In June of this year, the NTSB revealed its “2011 Most Wanted List”—what the NTSB calls “the most critical changes needed to reduce transportation accidents and save lives.” As aviators and aviation businesses, this is an important list to keep an eye on because it typically gives us a glimpse of where we can expect to see tougher regulations in the future. One of these areas is human fatigue.
Unlike the other issues on the NTSB’s “top 10” list, human fatigue is a safety factor that crosses modes of transportation and affects the safety of the occupants of any vehicle. According to the NTSB, it has issued “more than 180 separate safety recommendations to address the problem of human fatigue in all modes of transportation.” Although the NTSB acknowledges that duty schedules are one mechanism for increasing the amount of sleep, it has determined that such things as “medical conditions, living environment, and personal choices” can adversely impact the quality of sleep.

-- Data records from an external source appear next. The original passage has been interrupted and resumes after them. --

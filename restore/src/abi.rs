//! Guest-visible ABI records exchanged with the hypervisor.
//!
//! These mirror the hypervisor's public interface layout; the stream
//! carries them byte-for-byte, so they are `repr(C)` and read/written
//! through [`Wire`] rather than field at a time.

use core::mem;

use bitflags::bitflags;
use frames::{Mfn, Pfn, PAGE_SHIFT, PAGE_SIZE};

use crate::types::PagingMode;

pub const TRAP_CTXT_ENTRIES: usize = 256;
pub const GDT_FRAME_SLOTS: usize = 16;
/// A descriptor table holds at most 8192 entries, 512 to a frame.
pub const GDT_MAX_ENTRIES: u64 = 8192;
pub const LDT_MAX_ENTRIES: u64 = 8192;
pub const DESCRIPTORS_PER_FRAME: u64 = PAGE_SIZE as u64 / 8;

pub const GUEST_MAGIC_SIZE: usize = 32;
pub const GUEST_CMDLINE_SIZE: usize = 1024;
pub const MAX_VCPUS: usize = 32;

/// Flat kernel selectors per guest width. 32-bit kernels run in ring 1,
/// 64-bit kernels in ring 3.
pub const FLAT_KERNEL_CS32: u16 = 0xe019;
pub const FLAT_KERNEL_DS32: u16 = 0xe021;
pub const FLAT_KERNEL_CS64: u16 = 0xe033;
pub const FLAT_KERNEL_DS64: u16 = 0xe02b;

pub fn flat_kernel_cs(mode: PagingMode) -> u16 {
    if mode.is_compat() {
        FLAT_KERNEL_CS32
    } else {
        FLAT_KERNEL_CS64
    }
}

pub fn flat_kernel_ds(mode: PagingMode) -> u16 {
    if mode.is_compat() {
        FLAT_KERNEL_DS32
    } else {
        FLAT_KERNEL_DS64
    }
}

bitflags! {
    /// Virtualization-assist features the guest opted into.
    #[derive(Debug, Clone, Copy, PartialEq, Eq)]
    pub struct VmAssist: u64 {
        const FOUR_GB_SEGMENTS = 1 << 0;
        const FOUR_GB_SEGMENTS_NOTIFY = 1 << 1;
        const WRITABLE_PAGETABLES = 1 << 2;
        /// The guest tolerates top-level directories anywhere in machine
        /// space on three-level paging.
        const PAE_EXTENDED_CR3 = 1 << 3;
    }
}

/// Packs a machine frame into the control-register-3 format.
pub fn frame_to_cr3(mfn: Mfn) -> u64 {
    mfn.as_u64() << PAGE_SHIFT
}

/// Extracts the frame number a control-register-3 value refers to.
pub fn cr3_to_frame(cr3: u64) -> Pfn {
    Pfn::new(cr3 >> PAGE_SHIFT)
}

/// Plain-old-data records that cross the stream or hypercall boundary.
///
/// # Safety
///
/// Implementors must be `repr(C)` with every field a plain integer (or
/// array/struct thereof), so that every bit pattern is a valid value.
pub unsafe trait Wire: Copy {
    fn read_from(buf: &[u8]) -> Self {
        assert!(buf.len() >= mem::size_of::<Self>());
        // Safety: trait contract makes any bit pattern valid;
        // `read_unaligned` tolerates the buffer's alignment.
        unsafe { (buf.as_ptr() as *const Self).read_unaligned() }
    }

    fn write_to(&self, buf: &mut [u8]) {
        assert!(buf.len() >= mem::size_of::<Self>());
        // Safety: same layout contract as `read_from`.
        unsafe { (buf.as_mut_ptr() as *mut Self).write_unaligned(*self) }
    }
}

/// One gate of the guest's trap table.
#[derive(Debug, Clone, Copy, PartialEq, Eq, Default)]
#[repr(C)]
pub struct TrapInfo {
    pub vector: u8,
    pub flags: u8,
    pub cs: u16,
    pub _pad: u32,
    pub address: u64,
}

#[derive(Debug, Clone, Copy, Default)]
#[repr(C)]
pub struct UserRegs {
    pub r15: u64,
    pub r14: u64,
    pub r13: u64,
    pub r12: u64,
    pub rbp: u64,
    pub rbx: u64,
    pub r11: u64,
    pub r10: u64,
    pub r9: u64,
    pub r8: u64,
    pub rax: u64,
    pub rcx: u64,
    /// Carries the suspend-record frame number across save and restore
    /// (the architectural EDX slot).
    pub rdx: u64,
    pub rsi: u64,
    pub rdi: u64,
    pub error_code: u32,
    pub entry_vector: u32,
    pub rip: u64,
    pub cs: u16,
    pub _pad0: [u16; 3],
    pub rflags: u64,
    pub rsp: u64,
    pub ss: u16,
    pub _pad1: [u16; 3],
    pub es: u16,
    pub _pad2: [u16; 3],
    pub ds: u16,
    pub _pad3: [u16; 3],
    pub fs: u16,
    pub _pad4: [u16; 3],
    pub gs: u16,
    pub _pad5: [u16; 3],
}

/// Full virtual-CPU state record, as saved by the suspend side and
/// resubmitted on resume.
#[derive(Debug, Clone, Copy)]
#[repr(C)]
pub struct VcpuContext {
    pub fpu_ctxt: [u8; 512],
    pub flags: u64,
    pub user_regs: UserRegs,
    pub trap_ctxt: [TrapInfo; TRAP_CTXT_ENTRIES],
    pub ldt_base: u64,
    pub ldt_ents: u64,
    pub gdt_frames: [u64; GDT_FRAME_SLOTS],
    pub gdt_ents: u64,
    pub kernel_ss: u64,
    pub kernel_sp: u64,
    pub ctrlreg: [u64; 8],
    pub debugreg: [u64; 8],
    pub event_callback_cs: u64,
    pub event_callback_eip: u64,
    pub failsafe_callback_cs: u64,
    pub failsafe_callback_eip: u64,
    pub syscall_callback_eip: u64,
    pub vm_assist: u64,
    pub fs_base: u64,
    pub gs_base_kernel: u64,
    pub gs_base_user: u64,
}

impl VcpuContext {
    pub const SIZE: usize = mem::size_of::<Self>();

    pub fn zeroed() -> Self {
        // Safety: every field is plain integer data; all-zero is valid.
        unsafe { mem::zeroed() }
    }

    pub fn vm_assist(&self) -> VmAssist {
        VmAssist::from_bits_truncate(self.vm_assist)
    }
}

impl Default for VcpuContext {
    fn default() -> Self {
        Self::zeroed()
    }
}

// Safety: repr(C), integer fields only.
unsafe impl Wire for VcpuContext {}

#[derive(Debug, Clone, Copy, PartialEq, Eq, Default)]
#[repr(C)]
pub struct StartInfoConsole {
    pub mfn: u64,
    pub evtchn: u32,
    pub _pad: u32,
}

/// The guest's boot/resume information page.
#[derive(Debug, Clone, Copy)]
#[repr(C)]
pub struct StartInfo {
    pub magic: [u8; GUEST_MAGIC_SIZE],
    pub nr_pages: u64,
    pub shared_info: u64,
    pub flags: u32,
    pub _pad0: u32,
    pub store_mfn: u64,
    pub store_evtchn: u32,
    pub _pad1: u32,
    pub console: StartInfoConsole,
    pub pt_base: u64,
    pub nr_pt_frames: u64,
    pub mfn_list: u64,
    pub mod_start: u64,
    pub mod_len: u64,
    pub cmdline: [u8; GUEST_CMDLINE_SIZE],
}

impl StartInfo {
    pub const SIZE: usize = mem::size_of::<Self>();
}

// Safety: repr(C), integer fields only.
unsafe impl Wire for StartInfo {}

#[derive(Debug, Clone, Copy, Default)]
#[repr(C)]
pub struct VcpuTime {
    pub version: u32,
    pub _pad0: u32,
    pub tsc_timestamp: u64,
    pub system_time: u64,
    pub tsc_to_system_mul: u32,
    pub tsc_shift: i8,
    pub flags: u8,
    pub _pad1: [u8; 2],
}

#[derive(Debug, Clone, Copy, Default)]
#[repr(C)]
pub struct VcpuInfo {
    pub evtchn_upcall_pending: u8,
    pub evtchn_upcall_mask: u8,
    pub _pad0: [u8; 6],
    pub evtchn_pending_sel: u64,
    pub cr2: u64,
    pub _pad1: u64,
    pub time: VcpuTime,
}

/// The page the hypervisor and all VCPUs share.
#[derive(Debug, Clone, Copy)]
#[repr(C)]
pub struct SharedInfo {
    pub vcpu_info: [VcpuInfo; MAX_VCPUS],
    pub evtchn_pending: [u64; 64],
    pub evtchn_mask: [u64; 64],
    pub wc_version: u32,
    pub wc_sec: u32,
    pub wc_nsec: u32,
    pub _pad0: u32,
    pub max_pfn: u64,
    pub pfn_to_mfn_frame_list_list: u64,
    pub nmi_reason: u64,
}

impl SharedInfo {
    pub const SIZE: usize = mem::size_of::<Self>();
}

// Safety: repr(C), integer fields only.
unsafe impl Wire for SharedInfo {}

To address this issue, the NTSB has concluded that more research must be done on how fatigue manifests itself so that tools can be developed which will reduce and eventually eliminate fatigue. The NTSB believes that these tools “must include science-based, data-driven hours-of-service limits, particularly for professional drivers, pilots, mechanics, and air traffic controllers.” Additionally, the NTSB wants to implement “medical oversight systems” to identify “sleep-related medical impairments and methods for identifying and treating individuals who are adversely affected by fatigue.
Notably, the NTS believes that employers should: “(1) establish science-based fatigue management systems that involve all parties (employees, management, interest groups) in developing environments to help identify the factors that cause fatigue, and (2) monitor operations to detect the presence of fatigue before it becomes a problem” and, (4) “allow individuals to acknowledge fatigue without jeopardizing their employment.”
The NTSB did not identify any specific process for accomplishing the above; however, the issue of human fatigue is clearly on the NTSB radar. It is important to note that human fatigue has been on the NTSB Most Wanted List since 1990. However, beginning in 2008, the NTSB began pressing this issue harder after four accidents and incidents occured, which were attributed to pilot fatigue. Accordingly, the NTSB departed from its previous focus on flight-duty times, and began concentrating on the “fatigue management systems.” According to the NTSB, these systems involve various methods of managing fatigue, some of which include pilot scheduling, attendance policies, education, medical evaluation and treatment, environmental conditions, and commuting policies.
As we have experienced in the past, the FAA is often a reactionary agency and may not kick into high gear in addressing fatigue management issues until a catastrophic fatigue-related event occurs. Nevertheless, we should be cognizant of the fact that further regulations in this area will be coming—it is not a matter of if, but when.